Objective: To assess the severity caused by button batteries in esophagus.
Methods: A total of 32 patients admitted with ingesting button batteries were retrospectively evaluated. Chest X-ray was ordered for diagnosis. Hospital stays, interventions, complications and mortality of the patients were collected. The time between the patients ingested the buton battery and its removal was defined as its duration in esophagus. All the patients underwent rigid esophagoscopy under general anaesthesia. Buton batteries at the first narrowing were removed by magyl clamp.
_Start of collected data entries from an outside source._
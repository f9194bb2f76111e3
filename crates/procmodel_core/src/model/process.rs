//! Process document model.
//!
//! # Invariants
//! - `id` is stable and never reused for another process model.
//! - `last_updated_unix == 0` means the document was never stamped.
//! - PUT applies replace the whole document; there is no field-level merge.

use serde::{Deserialize, Serialize};
use std::error::Error;
use std::fmt::{Display, Formatter};
use std::time::{SystemTime, UNIX_EPOCH};

/// Stable identifier of a process model, shared with the permission authority.
pub type ProcessId = String;

/// Versioned process model document as persisted by the materializer.
#[derive(Debug, Clone, Default, PartialEq, Eq, Serialize, Deserialize)]
#[serde(default)]
pub struct ProcessDocument {
    pub id: ProcessId,
    pub name: String,
    /// User id of the creator; receives the default admin grant.
    pub owner: String,
    pub bpmn_xml: String,
    pub svg_xml: String,
    /// Marks the model as visible in the public listing.
    pub publish: bool,
    pub publish_date: String,
    pub description: String,
    /// Unix seconds of the last accepted write. `0` means unset.
    pub last_updated_unix: i64,
}

/// Validation failures for process documents.
#[derive(Debug, Clone, PartialEq, Eq)]
pub enum ProcessValidationError {
    EmptyId,
    MissingName,
}

impl Display for ProcessValidationError {
    fn fmt(&self, f: &mut Formatter<'_>) -> std::fmt::Result {
        match self {
            Self::EmptyId => write!(f, "missing id"),
            Self::MissingName => write!(f, "missing name"),
        }
    }
}

impl Error for ProcessValidationError {}

impl ProcessDocument {
    /// Creates an unstamped document with the given id and display name.
    pub fn new(id: impl Into<ProcessId>, name: impl Into<String>) -> Self {
        Self {
            id: id.into(),
            name: name.into(),
            ..Self::default()
        }
    }

    /// Checks the invariants every persisted document must satisfy.
    pub fn validate(&self) -> Result<(), ProcessValidationError> {
        if self.id.trim().is_empty() {
            return Err(ProcessValidationError::EmptyId);
        }
        Ok(())
    }

    /// Stricter check applied to user-facing create/update requests.
    pub fn validate_for_publish(&self) -> Result<(), ProcessValidationError> {
        self.validate()?;
        if self.name.trim().is_empty() {
            return Err(ProcessValidationError::MissingName);
        }
        Ok(())
    }

    pub fn is_stamped(&self) -> bool {
        self.last_updated_unix != 0
    }

    /// Sets `last_updated_unix` to `now` unless the document already carries a stamp.
    pub fn stamp_if_unset(&mut self, now: i64) {
        if !self.is_stamped() {
            self.last_updated_unix = now;
        }
    }
}

/// Current wall-clock time in Unix seconds.
///
/// Clocks before the epoch collapse to `0`, which callers treat as unset.
pub fn unix_now() -> i64 {
    SystemTime::now()
        .duration_since(UNIX_EPOCH)
        .map(|elapsed| i64::try_from(elapsed.as_secs()).unwrap_or(i64::MAX))
        .unwrap_or(0)
}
Results: Of 32 patients, 21 were females, with a mean age of 22 months. The mean duration of ingestion was 17 hours. The mean hospital stay was 10 days. Of the patients, 75% were admitted within 24 hours. Complication rate was 19% and mortality rate was 6%. There was a strong correlation among the number of the cases and the coming years (p < 0.001). The regression was between the number of cases per year (outcome variable) and the years of the study (explanatory variable), (p < 0.001, R = 0.644, Figure 3). There was a significant finding that more cases (90%) were admitted in the last 12 years compared with the number in first 12 years (p < 0.001). There were no complications in cases in which the button battery was impacted in esophagus for less than 24 hours; however, eight cases whose duration was more than 24 hours resulted in complications in six patients and fatality in two patients (p < 0.001).
Conclusion: Batteries should be removed upon its diagnosis. Otherwise, the injury in the esophageal mucosa may be caused by delay and can cause an increase in morbidity and mortality.